Logical. Proven. Life-changing. These words equally describe successful health & wellness programs and continuous improvement programs. But do these programs really work in changing behaviors? Professors David Asch and Shreya Kangovi asked this question, and discuss their findings from their paper Behavioral Phenotyping in Health Promotion Embracing or Avoiding Failure, summarized in an article Why Wellness Programs Don’t Work So Well. Research reveals that wellness programs are fundamentally flawed when they assume that everyone needs the same amount of help and that people act rationally on the information they get. We can learn about the health of continuous improvement programs from this research.
One thing corporate wellness and continuous improvement programs have in common is that no matter how logical and proven, some people don’t engage with them. The researchers asked themselves, “who are these individuals and what might be happening here?” Sometimes continuous improvement leaders dismiss these people as CAVE dwellers (citizens against virtually everything), blaming the very people the programs are meant to help. It turns out that painting people who don’t adopt good ideas with a broad brush is at the root of an improvement program’s failure.
Education and training are often the first steps in any wellness or improvement program. But simply giving people good information on which to base rational decisions is not enough. We may learn that eating less cake and walking more will improve wellness. Some people are motivated by this feedback. They respond rationally, trying to improve. Others are discouraged by feedback and knowledge that their way of doing things is wrong. The first step may seem too hard. Feedback showing slow progress may demotivate. The professors observe that it is critical to help people cope with failures and setbacks, because these are an inevitable part of a long-term process to get better. This is true of bth wellness and continuous improvement.

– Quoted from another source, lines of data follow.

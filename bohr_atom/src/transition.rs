//! Electronic transitions between two Bohr levels

use std::fmt;

use common::units::joules_to_ev;

use crate::error::{BohrError, Result};
use crate::spectrum::SpectralRegion;

/// A pair of principal quantum numbers, `n_initial → n_final`.
///
/// Equal levels are allowed here; they only fail once a wavelength or
/// frequency is asked for.
#[derive(Debug, Clone, Copy, PartialEq, Eq, Hash)]
pub struct Transition {
    pub n_initial: u32,
    pub n_final: u32,
}

impl Transition {
    pub fn new(n_initial: u32, n_final: u32) -> Result<Self> {
        if n_initial < 1 {
            return Err(BohrError::below_one("n_initial", n_initial));
        }
        if n_final < 1 {
            return Err(BohrError::below_one("n_final", n_final));
        }
        Ok(Self { n_initial, n_final })
    }

    /// Electron falls to a lower level and a photon leaves the atom.
    pub fn is_emission(&self) -> bool {
        self.n_initial > self.n_final
    }

    /// Electron climbs to a higher level by absorbing a photon.
    pub fn is_absorption(&self) -> bool {
        self.n_initial < self.n_final
    }

    pub fn reversed(&self) -> Self {
        Self {
            n_initial: self.n_final,
            n_final: self.n_initial,
        }
    }

    /// Short label such as `3→2`
    pub fn label(&self) -> String {
        format!("{}→{}", self.n_initial, self.n_final)
    }
}

impl fmt::Display for Transition {
    fn fmt(&self, f: &mut fmt::Formatter<'_>) -> fmt::Result {
        write!(f, "n={} → n={}", self.n_initial, self.n_final)
    }
}

/// A resolved transition: its signed energy and photon properties.
#[derive(Debug, Clone, Copy, PartialEq)]
pub struct TransitionLine {
    pub transition: Transition,
    /// Signed ΔE in joules (negative for emission)
    pub energy: f64,
    pub wavelength_nm: f64,
    /// Frequency in Hz
    pub frequency: f64,
}

impl TransitionLine {
    /// Photon energy |ΔE| in joules
    pub fn photon_energy(&self) -> f64 {
        self.energy.abs()
    }

    /// Photon energy |ΔE| in electronvolts
    pub fn photon_energy_ev(&self) -> f64 {
        joules_to_ev(self.photon_energy())
    }

    pub fn region(&self) -> SpectralRegion {
        SpectralRegion::classify(self.wavelength_nm)
    }

    pub fn label(&self) -> String {
        self.transition.label()
    }
}
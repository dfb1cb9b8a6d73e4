//! Bohr model of a hydrogen-like ion
//!
//! A single electron bound to a nucleus of charge Z, restricted to the
//! non-relativistic Bohr formulas:
//! - Eₙ = -Z²·R_H / n²
//! - rₙ = n²·a₀ / Z
//! - λ = h·c / |ΔE|,  ν = |ΔE| / h

use std::fmt;

use common::constants::{BOHR_RADIUS, HC, PLANCK, RYDBERG_ENERGY};
use common::units::{ev_to_kj_per_mol, joules_to_ev, meters_to_angstrom, meters_to_nm};

use crate::error::{BohrError, Result};
use crate::transition::{Transition, TransitionLine};

/// Reject a quantum number below 1, returning it as `f64` otherwise.
fn level(name: &'static str, n: u32) -> Result<f64> {
    if n < 1 {
        return Err(BohrError::below_one(name, n));
    }
    Ok(n as f64)
}

/// A hydrogen-like ion with atomic number Z.
///
/// Immutable after construction; every query is a pure function of Z and the
/// quantum numbers passed in, so a model can be shared freely across threads.
///
/// ```rust
/// use bohr_atom::BohrModel;
///
/// let hydrogen = BohrModel::new(1).unwrap();
/// let ground = hydrogen.energy_level_ev(1).unwrap();
/// assert!((ground + 13.6057).abs() < 1e-3);
/// ```
#[derive(Debug, Clone, Copy, PartialEq, Eq, Hash)]
pub struct BohrModel {
    z: u32,
}

impl BohrModel {
    /// Fails with `InvalidParameter` when `z` is 0.
    pub fn new(z: u32) -> Result<Self> {
        if z < 1 {
            return Err(BohrError::below_one("Z", z));
        }
        log::debug!("Bohr model created for Z={z}");
        Ok(Self { z })
    }

    /// Neutral hydrogen (Z = 1)
    pub fn hydrogen() -> Self {
        Self { z: 1 }
    }

    /// Atomic number
    pub fn z(&self) -> u32 {
        self.z
    }

    fn z_squared(&self) -> f64 {
        let z = self.z as f64;
        z * z
    }

    /// Energy of level `n` in joules. Always negative (bound state).
    pub fn energy_level(&self, n: u32) -> Result<f64> {
        let n = level("n", n)?;
        Ok(-self.z_squared() * RYDBERG_ENERGY / (n * n))
    }

    /// Energy of level `n` in electronvolts.
    pub fn energy_level_ev(&self, n: u32) -> Result<f64> {
        Ok(joules_to_ev(self.energy_level(n)?))
    }

    /// Radius of orbit `n` in meters.
    pub fn orbital_radius(&self, n: u32) -> Result<f64> {
        let n = level("n", n)?;
        Ok(n * n * BOHR_RADIUS / self.z as f64)
    }

    /// Radius of orbit `n` in ångström.
    pub fn orbital_radius_angstrom(&self, n: u32) -> Result<f64> {
        Ok(meters_to_angstrom(self.orbital_radius(n)?))
    }

    /// Energy needed to free the electron from level `n`, in joules (positive).
    pub fn ionization_energy(&self, n: u32) -> Result<f64> {
        Ok(-self.energy_level(n)?)
    }

    pub fn ionization_energy_ev(&self, n: u32) -> Result<f64> {
        Ok(joules_to_ev(self.ionization_energy(n)?))
    }

    /// Molar ionization energy from level `n` in kJ/mol.
    pub fn ionization_energy_kj_per_mol(&self, n: u32) -> Result<f64> {
        Ok(ev_to_kj_per_mol(self.ionization_energy_ev(n)?))
    }

    /// ΔE = E(n_final) - E(n_initial) in joules.
    ///
    /// Negative for emission (the electron drops to a lower level), positive
    /// for absorption, zero when both levels are equal.
    pub fn transition_energy(&self, n_initial: u32, n_final: u32) -> Result<f64> {
        level("n_initial", n_initial)?;
        level("n_final", n_final)?;
        Ok(self.energy_level(n_final)? - self.energy_level(n_initial)?)
    }

    /// |ΔE| for a transition between two distinct levels.
    fn photon_energy(&self, n_initial: u32, n_final: u32) -> Result<f64> {
        let delta = self.transition_energy(n_initial, n_final)?;
        if n_initial == n_final || delta == 0.0 {
            return Err(BohrError::DivisionUndefined { n_initial, n_final });
        }
        Ok(delta.abs())
    }

    /// Photon wavelength in nanometers, λ = h·c / |ΔE|.
    pub fn transition_wavelength_nm(&self, n_initial: u32, n_final: u32) -> Result<f64> {
        let energy = self.photon_energy(n_initial, n_final)?;
        Ok(meters_to_nm(HC / energy))
    }

    /// Photon frequency in Hz, ν = |ΔE| / h.
    pub fn transition_frequency(&self, n_initial: u32, n_final: u32) -> Result<f64> {
        let energy = self.photon_energy(n_initial, n_final)?;
        Ok(energy / PLANCK)
    }

    /// Energy, wavelength and frequency of one transition together.
    pub fn transition(&self, n_initial: u32, n_final: u32) -> Result<TransitionLine> {
        let transition = Transition::new(n_initial, n_final)?;
        Ok(TransitionLine {
            transition,
            energy: self.transition_energy(n_initial, n_final)?,
            wavelength_nm: self.transition_wavelength_nm(n_initial, n_final)?,
            frequency: self.transition_frequency(n_initial, n_final)?,
        })
    }
}

impl Default for BohrModel {
    fn default() -> Self {
        Self::hydrogen()
    }
}

impl fmt::Display for BohrModel {
    fn fmt(&self, f: &mut fmt::Formatter<'_>) -> fmt::Result {
        write!(f, "BohrModel(Z={})", self.z)
    }
}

The professors offer two specific ways of helping people deal with setbacks. The first is positive affect indication. This involves telling people what they are doing well and reminding them that failure does not mean they are bad people. The second is attribution retraining, or teaching people to see failures as controllable rather than beyond their control, by breaking down causes of failure into these specific things that can do something about. These are both basic elements of continuous improvement, and also of coaching continuous improvement.
Another failure factor of wellness programs is expecting one-size-fits-all approaches to work, then blaming people who fail to engaged fully with an ill-fitting or ill-designed education and improvement programs. The designers of these programs of course do not think of them as ill-fitting. Wellness programs are proven, good for you, logical, and rational. Expect that people are not rational. People respond to good information and sensible ideas in irrational, if predictable, ways. The professors wonder, “What if we were a little bit kinder and gentler to those folks and didn’t blame them? I think we could get better results across the board.” No doubt.
An interesting research finding from wellness that may have parallels in continuous improvement is that these programs being proven, effective and clearly “good ideas”, can keep leaders from taking a critical look at why they don’t work for a large number of people. Often the results are from a small number of people who are self-starting and motivated, ahead of the curve, or from the easy pickings of low-hanging fruit. A close examination of what’s actually happening in the program can reveal that it is doing very little for the majority of people who are struggling to engage.
Getting people to adopt good ideas, whether a wellness programs, continuous improvement or other behavior change, requires both a healthy respect for the humanity of the individual as well as a willingness to examine and improve the program itself.